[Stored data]
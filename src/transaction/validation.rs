//! Stateless transaction checks

use crate::error::LoadError;
use crate::transaction::types::{SignedTx, MAX_CLAUSES_PER_TX};

impl SignedTx {
    /// Stateless checks: clause count and signature against the embedded key.
    pub fn validate(&self) -> Result<(), LoadError> {
        if self.clauses.is_empty() {
            return Err(LoadError::Submission {
                funder: 0,
                reason: "transaction has no clauses".to_string(),
            });
        }
        if self.clauses.len() > MAX_CLAUSES_PER_TX {
            return Err(LoadError::Submission {
                funder: 0,
                reason: format!(
                    "transaction has {} clauses (max: {})",
                    self.clauses.len(),
                    MAX_CLAUSES_PER_TX
                ),
            });
        }

        let (signature, public_key) = match (&self.signature, &self.public_key) {
            (Some(sig), Some(pk)) => (sig, pk),
            _ => {
                return Err(LoadError::Submission {
                    funder: 0,
                    reason: "transaction not signed".to_string(),
                })
            }
        };

        if crate::crypto::signer_address(public_key)? != self.origin {
            return Err(LoadError::Submission {
                funder: 0,
                reason: format!("signer does not match origin {}", self.origin),
            });
        }
        crate::crypto::verify_signature(public_key, &self.signable_message(), signature)
    }
}
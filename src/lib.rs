//! thorload - load-generation client for VeChain Thor networks
//!
//! # Architecture
//!
//! The crate is organized into logical modules:
//!
//! ## Load Generation
//! - [`funding`] - Fans balances out from funder accounts to recipients
//! - [`poller`] - Watches the chain head and reports block metrics
//! - [`dedup`] - At-most-once reporting per (endpoint, block)
//! - [`session`] - Shared registry, sink and shutdown for a set of clients
//! - [`client`] - Per-script client: accounts, funding, polling
//!
//! ## Chain Access
//! - [`chain`] - Reader / account-manager traits and the in-memory backend
//! - [`transaction`] - Clauses, signed transactions and receipts
//!
//! ## Cryptography & Accounts
//! - [`crypto`] - Keys, addresses and signatures (secp256k1)
//! - [`accounts`] - HD accounts (BIP-39/BIP-32)
//!
//! ## Metrics
//! - [`metrics`] - Metric catalog, samples and sinks
//!
//! ## Configuration & Utilities
//! - [`config`] - Client options and the TOML config file
//! - [`error`] - Error types
//! - [`random`] - Random test data

#![forbid(unsafe_code)]

// ============================================================================
// Load Generation
// ============================================================================
pub mod client;
pub mod dedup;
pub mod funding;
pub mod poller;
pub mod session;

// ============================================================================
// Chain Access
// ============================================================================
pub mod chain;
pub mod transaction;

// ============================================================================
// Cryptography & Accounts
// ============================================================================
pub mod accounts;
pub mod crypto;

// ============================================================================
// Metrics
// ============================================================================
pub mod metrics;

// ============================================================================
// Configuration & Utilities
// ============================================================================
pub mod config;
pub mod error;
pub mod random;
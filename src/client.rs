//! Load-test client
//!
//! What a test script holds: the derived accounts of one mnemonic, an account
//! manager for each, and a block poller registered with the session.

use crate::accounts::{derive_accounts, HdAccount};
use crate::chain::{AccountManager, BlockHead, ChainBackend, ChainReader};
use crate::config::{ClientOptions, FundingConfig};
use crate::error::Result;
use crate::funding::{FundingDistributor, FundingReport};
use crate::metrics::{record_request_duration, MetricSink, TagSet};
use crate::session::Session;
use crate::transaction::parse_amount;
use async_trait::async_trait;
use std::sync::Arc;
use std::time::Instant;
use tracing::info;

/// Reports the latency of every head read as `vechain_req_duration`.
pub struct InstrumentedReader {
    inner: Arc<dyn ChainReader>,
    sink: Arc<dyn MetricSink>,
    root_tags: TagSet,
}

impl InstrumentedReader {
    pub fn new(inner: Arc<dyn ChainReader>, sink: Arc<dyn MetricSink>) -> Self {
        InstrumentedReader {
            inner,
            sink,
            root_tags: TagSet::root(),
        }
    }
}

#[async_trait]
impl ChainReader for InstrumentedReader {
    async fn best_block(&self) -> Result<BlockHead> {
        let started = Instant::now();
        let head = self.inner.best_block().await;
        record_request_duration(self.sink.as_ref(), &self.root_tags, "best_block", started.elapsed());
        head
    }
}

pub struct Client {
    options: ClientOptions,
    endpoint: String,
    accounts: Vec<HdAccount>,
    managers: Vec<Arc<dyn AccountManager>>,
    distributor: FundingDistributor,
}

impl Client {
    /// Derive accounts, bind them to `backend` and start this client's poller.
    pub fn connect(
        options: ClientOptions,
        backend: &dyn ChainBackend,
        session: &Session,
        funding: &FundingConfig,
    ) -> Result<Self> {
        let options = options.with_defaults();
        let accounts = derive_accounts(&options.mnemonic, options.accounts)?;
        let managers = accounts.iter().map(|a| backend.manager(a)).collect();
        let endpoint = backend.endpoint();

        let reader = InstrumentedReader::new(backend.reader(), session.sink());
        session.start_poller(endpoint.clone(), Arc::new(reader));

        info!(endpoint = %endpoint, accounts = accounts.len(), "client connected");
        Ok(Client {
            options,
            endpoint,
            accounts,
            managers,
            distributor: FundingDistributor::new(funding.batch_size).with_sink(session.sink(), TagSet::root()),
        })
    }

    pub fn options(&self) -> &ClientOptions {
        &self.options
    }

    pub fn endpoint(&self) -> &str {
        &self.endpoint
    }

    /// Checksummed addresses in derivation order.
    pub fn accounts(&self) -> Vec<String> {
        self.accounts.iter().map(HdAccount::address_hex).collect()
    }

    pub fn hd_accounts(&self) -> &[HdAccount] {
        &self.accounts
    }

    /// Fund accounts `[start, N)` from `[0, start)` with `amount_hex` base units of each asset.
    pub async fn fund(&self, start: usize, amount_hex: &str) -> Result<FundingReport> {
        let amount = parse_amount(amount_hex)?;
        self.distributor.fund(&self.managers, start, amount).await
    }
}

▶ **WORK TO BE COMPLETED**
The response should reproduce every entry above exactly.

▶ **PROBLEM SOLUTION**
filename src/transaction/validation.rs
//! Stateless transaction checks

use crate::error::LoadError;
use crate::transaction::types::{SignedTx, MAX_CLAUSES_PER_TX};

impl SignedTx {
    /// Stateless checks: clause count and signature against the embedded key.
    pub fn validate(&self) -> Result<(), LoadError> {
        if self.clauses.is_empty() {
            return Err(LoadError::Submission {
                funder: 0,
                reason: "transaction has no clauses".to_string(),
            });
        }
        if self.clauses.len() > MAX_CLAUSES_PER_TX {
            return Err(LoadError::Submission {
                funder: 0,
                reason: format!(
                    "transaction has {} clauses (max: {})",
                    self.clauses.len(),
                    MAX_CLAUSES_PER_TX
                ),
            });
        }

        let (signature, public_key) = match (&self.signature, &self.public_key) {
            (Some(sig), Some(pk)) => (sig, pk),
            _ => {
                return Err(LoadError::Submission {
                    funder: 0,
                    reason: "transaction not signed".to_string(),
                })
            }
        };

        if crate::crypto::signer_address(public_key)? != self.origin {
            return Err(LoadError::Submission {
                funder: 0,
                reason: format!("signer does not match origin {}", self.origin),
            });
        }
        crate::crypto::verify_signature(public_key, &self.signable_message(), signature)
    }
}
filename src/lib.rs
//! thorload - load-generation client for VeChain Thor networks
//!
//! # Architecture
//!
//! The crate is organized into logical modules:
//!
//! ## Load Generation
//! - [`funding`] - Fans balances out from funder accounts to recipients
//! - [`poller`] - Watches the chain head and reports block metrics
//! - [`dedup`] - At-most-once reporting per (endpoint, block)
//! - [`session`] - Shared registry, sink and shutdown for a set of clients
//! - [`client`] - Per-script client: accounts, funding, polling
//!
//! ## Chain Access
//! - [`chain`] - Reader / account-manager traits and the in-memory backend
//! - [`transaction`] - Clauses, signed transactions and receipts
//!
//! ## Cryptography & Accounts
//! - [`crypto`] - Keys, addresses and signatures (secp256k1)
//! - [`accounts`] - HD accounts (BIP-39/BIP-32)
//!
//! ## Metrics
//! - [`metrics`] - Metric catalog, samples and sinks
//!
//! ## Configuration & Utilities
//! - [`config`] - Client options and the TOML config file
//! - [`error`] - Error types
//! - [`random`] - Random test data

#![forbid(unsafe_code)]

// ============================================================================
// Load Generation
// ============================================================================
pub mod client;
pub mod dedup;
pub mod funding;
pub mod poller;
pub mod session;

// ============================================================================
// Chain Access
// ============================================================================
pub mod chain;
pub mod transaction;

// ============================================================================
// Cryptography & Accounts
// ============================================================================
pub mod accounts;
pub mod crypto;

// ============================================================================
// Metrics
// ============================================================================
pub mod metrics;

// ============================================================================
// Configuration & Utilities
// ============================================================================
pub mod config;
pub mod error;
pub mod random;
filename src/client.rs
//! Load-test client
//!
//! What a test script holds: the derived accounts of one mnemonic, an account
//! manager for each, and a block poller registered with the session.

use crate::accounts::{derive_accounts, HdAccount};
use crate::chain::{AccountManager, BlockHead, ChainBackend, ChainReader};
use crate::config::{ClientOptions, FundingConfig};
use crate::error::Result;
use crate::funding::{FundingDistributor, FundingReport};
use crate::metrics::{record_request_duration, MetricSink, TagSet};
use crate::session::Session;
use crate::transaction::parse_amount;
use async_trait::async_trait;
use std::sync::Arc;
use std::time::Instant;
use tracing::info;

/// Reports the latency of every head read as `vechain_req_duration`.
pub struct InstrumentedReader {
    inner: Arc<dyn ChainReader>,
    sink: Arc<dyn MetricSink>,
    root_tags: TagSet,
}

impl InstrumentedReader {
    pub fn new(inner: Arc<dyn ChainReader>, sink: Arc<dyn MetricSink>) -> Self {
        InstrumentedReader {
            inner,
            sink,
            root_tags: TagSet::root(),
        }
    }
}

#[async_trait]
impl ChainReader for InstrumentedReader {
    async fn best_block(&self) -> Result<BlockHead> {
        let started = Instant::now();
        let head = self.inner.best_block().await;
        record_request_duration(self.sink.as_ref(), &self.root_tags, "best_block", started.elapsed());
        head
    }
}

pub struct Client {
    options: ClientOptions,
    endpoint: String,
    accounts: Vec<HdAccount>,
    managers: Vec<Arc<dyn AccountManager>>,
    distributor: FundingDistributor,
}

impl Client {
    /// Derive accounts, bind them to `backend` and start this client's poller.
    pub fn connect(
        options: ClientOptions,
        backend: &dyn ChainBackend,
        session: &Session,
        funding: &FundingConfig,
    ) -> Result<Self> {
        let options = options.with_defaults();
        let accounts = derive_accounts(&options.mnemonic, options.accounts)?;
        let managers = accounts.iter().map(|a| backend.manager(a)).collect();
        let endpoint = backend.endpoint();

        let reader = InstrumentedReader::new(backend.reader(), session.sink());
        session.start_poller(endpoint.clone(), Arc::new(reader));

        info!(endpoint = %endpoint, accounts = accounts.len(), "client connected");
        Ok(Client {
            options,
            endpoint,
            accounts,
            managers,
            distributor: FundingDistributor::new(funding.batch_size).with_sink(session.sink(), TagSet::root()),
        })
    }

    pub fn options(&self) -> &ClientOptions {
        &self.options
    }

    pub fn endpoint(&self) -> &str {
        &self.endpoint
    }

    /// Checksummed addresses in derivation order.
    pub fn accounts(&self) -> Vec<String> {
        self.accounts.iter().map(HdAccount::address_hex).collect()
    }

    pub fn hd_accounts(&self) -> &[HdAccount] {
        &self.accounts
    }

    /// Fund accounts `[start, N)` from `[0, start)` with `amount_hex` base units of each asset.
    pub async fn fund(&self, start: usize, amount_hex: &str) -> Result<FundingReport> {
        let amount = parse_amount(amount_hex)?;
        self.distributor.fund(&self.managers, start, amount).await
    }
}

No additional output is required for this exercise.